Nonostante la consequenzialità narrativa fra i vari brani
che, insieme alla loro affinità tematica e stilistica,
evidenzia il carattere organico della trilogia, è
possibile leggere ogni singolo pezzo nella sua autonomia,
soffermandosi sui segni specifici che lo compongono.
In "Le formiche" le immagini si susseguono in un ritmo
concitato e allarmante che disegna lo strabordare nervoso
di un'energia corporea fuori controllo. Lo scenario dove
si svolge questo sovrafflusso di rappresentazioni visive,
che nella negazione di uno spazio identitario interpola
animazioni digitali con immagini reali e figure astratte,
è quello di una scacchiera dove le formiche in alcune
sequenze del film si muovono e nel finale escono via.
Questo ipotetico paesaggio è solo accennato all'inizio ed
in alcuni passaggi del video, e per lo più rintracciabile
seguendo l'indicazione del titolo che allude a degli
insetti che solo per pochi secondi compaiono. Tuttavia la
presenza di formiche o di un "formicolare" pervade tutta
la sequenza del film perché proprio dal loro nome e
comportamento scaturisce anche il significato di "un
muoversi in modo confuso e frenetico", di un agitarsi di
figure così come tali si vedono di fotogramma in fotogramma.

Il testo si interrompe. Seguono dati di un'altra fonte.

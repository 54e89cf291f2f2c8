// SPDX-FileCopyrightText: 2026 HotFlow Contributors
// SPDX-License-Identifier: MIT OR Apache-2.0

//! Client for the Taobao affiliate (TBK) material search API.
//!
//! [`TaobaoClient`] signs every request with the application secret,
//! decodes the response envelope, and normalizes each upstream entry into
//! an [`Item`](hotflow_core::Item). HTTP goes through the
//! [`HttpTransport`](hotflow_core::HttpTransport) capability so tests can
//! substitute a canned transport; [`ReqwestTransport`] is the production one.

pub mod client;
pub mod envelope;
pub mod normalize;
pub mod sign;
pub mod transport;

pub use client::{FetchOptions, SearchOptions, SearchResult, TaobaoClient};
pub use envelope::{ApiFailure, SearchEnvelope, SearchPage};
pub use sign::sign;
pub use transport::ReqwestTransport;
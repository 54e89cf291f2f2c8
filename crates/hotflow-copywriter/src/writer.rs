// SPDX-FileCopyrightText: 2026 HotFlow Contributors
// SPDX-License-Identifier: MIT OR Apache-2.0

//! Copy generation against a chat provider.

use std::sync::Arc;

use hotflow_core::types::{ChatMessage, ChatRequest, NewCreative};
use hotflow_core::{ChatProvider, Creative, HotflowError, Item};
use serde_json::json;
use tracing::{debug, warn};

use crate::parse::parse_reply;
use crate::prompt::{build_prompt, DEFAULT_PLATFORMS};

/// What to generate for one item.
#[derive(Debug, Clone, PartialEq, Eq)]
pub struct GenerateOptions {
    pub platforms: Vec<String>,
    /// Variants requested per platform.
    pub variants: u32,
    /// Optional leading system message.
    pub system_prompt: Option<String>,
}

impl Default for GenerateOptions {
    fn default() -> Self {
        Self {
            platforms: DEFAULT_PLATFORMS.iter().map(|p| p.to_string()).collect(),
            variants: 3,
            system_prompt: None,
        }
    }
}

/// Generates creatives for items with one chat request per item.
pub struct CopyWriter {
    provider: Arc<dyn ChatProvider>,
    model: String,
    temperature: f64,
}

impl CopyWriter {
    pub fn new(provider: Arc<dyn ChatProvider>, model: impl Into<String>, temperature: f64) -> Self {
        Self {
            provider,
            model: model.into(),
            temperature,
        }
    }

    pub fn model(&self) -> &str {
        &self.model
    }

    /// Label recorded on every creative, e.g. `openai` or `deepseek`.
    pub fn provider_name(&self) -> &str {
        self.provider.name()
    }

    /// Builds the prompt, calls the model once and turns the reply into creatives.
    ///
    /// Returns an empty vector when the reply contains no usable text.
    pub async fn generate(
        &self,
        item: &Item,
        options: &GenerateOptions,
    ) -> Result<Vec<Creative>, HotflowError> {
        let prompt = build_prompt(item, &options.platforms, options.variants);

        let mut messages = Vec::with_capacity(2);
        if let Some(system) = options.system_prompt.as_deref().filter(|s| !s.trim().is_empty()) {
            messages.push(ChatMessage::system(system));
        }
        messages.push(ChatMessage::user(prompt.as_str()));

        debug!(
            provider = self.provider_name(),
            model = %self.model,
            item_id = item.item_id,
            "requesting copy"
        );
        let response = self
            .provider
            .complete(ChatRequest {
                model: self.model.clone(),
                temperature: self.temperature,
                messages,
            })
            .await?;

        let parsed = parse_reply(&response.content, &options.platforms, options.variants);
        let metadata = json!({
            "platforms": options.platforms,
            "variants_requested": options.variants,
        });

        let mut creatives = Vec::with_capacity(parsed.total());
        for (platform, texts) in parsed.platforms {
            for (index, content) in texts.into_iter().enumerate() {
                creatives.push(Creative::new(NewCreative {
                    item_id: item.item_id,
                    platform: &platform,
                    variant: index as u32 + 1,
                    content,
                    prompt: &prompt,
                    model: &self.model,
                    temperature: self.temperature,
                    provider: self.provider_name(),
                    metadata: metadata.clone(),
                }));
            }
        }

        if creatives.is_empty() {
            warn!(item_id = item.item_id, "no creatives generated");
        }
        Ok(creatives)
    }
}
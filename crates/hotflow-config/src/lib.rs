// SPDX-FileCopyrightText: 2026 HotFlow Contributors
// SPDX-License-Identifier: MIT OR Apache-2.0

//! Configuration system for the HotFlow toolkit.
//!
//! Provides TOML configuration parsing with strict validation (`deny_unknown_fields`),
//! XDG file hierarchy lookup, environment variable overrides, and diagnostic
//! error rendering with typo suggestions.
//!
//! # Usage
//!
//! ```no_run
//! use hotflow_config::{load_settings, SettingsOverrides};
//!
//! let settings = load_settings(None, &SettingsOverrides::default()).expect("config errors");
//! println!("database: {}", settings.database_url);
//! ```

pub mod diagnostic;
pub mod loader;
pub mod model;
pub mod settings;
pub mod validation;

use std::path::{Path, PathBuf};

pub use diagnostic::{render_errors, ConfigError};
pub use loader::{load_config, load_config_from_str, LOCAL_CONFIG_FILE};
pub use model::{HotflowConfig, DEFAULT_KEYWORDS};
pub use settings::{LlmProvider, LlmSettings, Settings, SettingsOverrides, TaobaoSettings};

/// Load configuration from the file hierarchy and environment, apply
/// overrides, validate, and resolve the final [`Settings`].
///
/// `config_path` replaces `./hotflow.toml` when given.
pub fn load_settings(
    config_path: Option<&Path>,
    overrides: &SettingsOverrides,
) -> Result<Settings, Vec<ConfigError>> {
    match loader::load_config(config_path) {
        Ok(config) => resolve(config, overrides),
        Err(err) => {
            let toml_sources = collect_toml_sources(config_path);
            Err(diagnostic::figment_to_config_errors(err, &toml_sources))
        }
    }
}

/// Same as [`load_settings`] but reads only the given TOML string.
pub fn load_settings_from_str(
    toml_content: &str,
    overrides: &SettingsOverrides,
) -> Result<Settings, Vec<ConfigError>> {
    match loader::load_config_from_str(toml_content) {
        Ok(config) => resolve(config, overrides),
        Err(err) => {
            let sources = vec![("<inline>".to_string(), toml_content.to_string())];
            Err(diagnostic::figment_to_config_errors(err, &sources))
        }
    }
}

fn resolve(
    mut config: HotflowConfig,
    overrides: &SettingsOverrides,
) -> Result<Settings, Vec<ConfigError>> {
    overrides.apply(&mut config);
    validation::validate_config(&config)?;
    let settings =
        Settings::from_config(config).map_err(|e| vec![ConfigError::Other(e.to_string())])?;
    tracing::debug!(
        keywords = settings.keywords.len(),
        llm = settings.llm.is_some(),
        "configuration loaded"
    );
    Ok(settings)
}

/// Collect TOML source file contents for error span resolution.
fn collect_toml_sources(config_path: Option<&Path>) -> Vec<(String, String)> {
    let local = config_path
        .map(Path::to_path_buf)
        .unwrap_or_else(|| PathBuf::from(LOCAL_CONFIG_FILE));
    let local = std::path::absolute(&local).unwrap_or(local);

    [Some(local), loader::user_config_path()]
        .into_iter()
        .flatten()
        .filter_map(|path| {
            std::fs::read_to_string(&path)
                .ok()
                .map(|content| (path.display().to_string(), content))
        })
        .collect()
}
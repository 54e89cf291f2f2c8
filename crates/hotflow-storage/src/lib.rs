// SPDX-FileCopyrightText: 2026 HotFlow Contributors
// SPDX-License-Identifier: MIT OR Apache-2.0

//! SQLite persistence layer for HotFlow.
//!
//! Provides WAL-mode SQLite storage with embedded migrations, a single-writer
//! concurrency model via `tokio-rusqlite`, and typed queries for affiliate
//! items and generated creatives.

pub mod adapter;
pub mod database;
pub mod migrations;
pub mod queries;

pub use adapter::SqliteStorage;
pub use database::{Database, DatabaseLocation};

La scacchiera, secondo questa considerazione di
significato, assume a livello semantico una sua funzione
specifica, comportandosi come il fondo dove per contrasto
gli altri segni non "scacchistici" assumono rilievo, nello
stesso modo nel quale ad esempio si fanno più visivamente
evidenti le figure scure quando sono disegnate su di un
foglio chiaro. La scacchiera infatti nella sua quadratura
è un simbolo della razionalità, un'immagine dell'ordine
geometrico ed incontrovertibile del mondo, a cui il
movimento cinematografico delle Formiche di Barbara
Agreste tende a contrapporsi.
Questo superamento di una logica cartesiana della
scacchiera, che a livello mitologico potrebbe richiamare,
sposandolo, il contrasto fra la femminile legge del cuore
propugnata da Antigone e quella archetipica maschile
rappresentata dal freddo raziocino dell'autorità dello
stato, viene attuata su diversi piani della
rappresentazione, sia per quanto riguarda il genere di
immagini che l'autrice ci mostra, sia per come poi esse
sono state montate nel video, in un procedimento di
destrutturazione di ogni solida ossatura narrativa, che
ai comparti e alle rigide "quadrettature" della
razionalità predilige l'immanenza istintiva del flusso. In
questo senso l'uso di un medium quale il video rientra in
quella che è una necessità poietica dell'artista perché
esso, come ha già osservato Gilles Deleuze, a
differenza delle arti "posate", quali la scultura o la
pittura, libera valori "non posati" rendendo, attraverso
la polivisione ed il montaggio accelerato, il tempo ed il
movimento incommensurabili e segnando quindi il
progressivo deterioramento dell'idea che esistano
stabilmente dei sensi rigidi e definitivi.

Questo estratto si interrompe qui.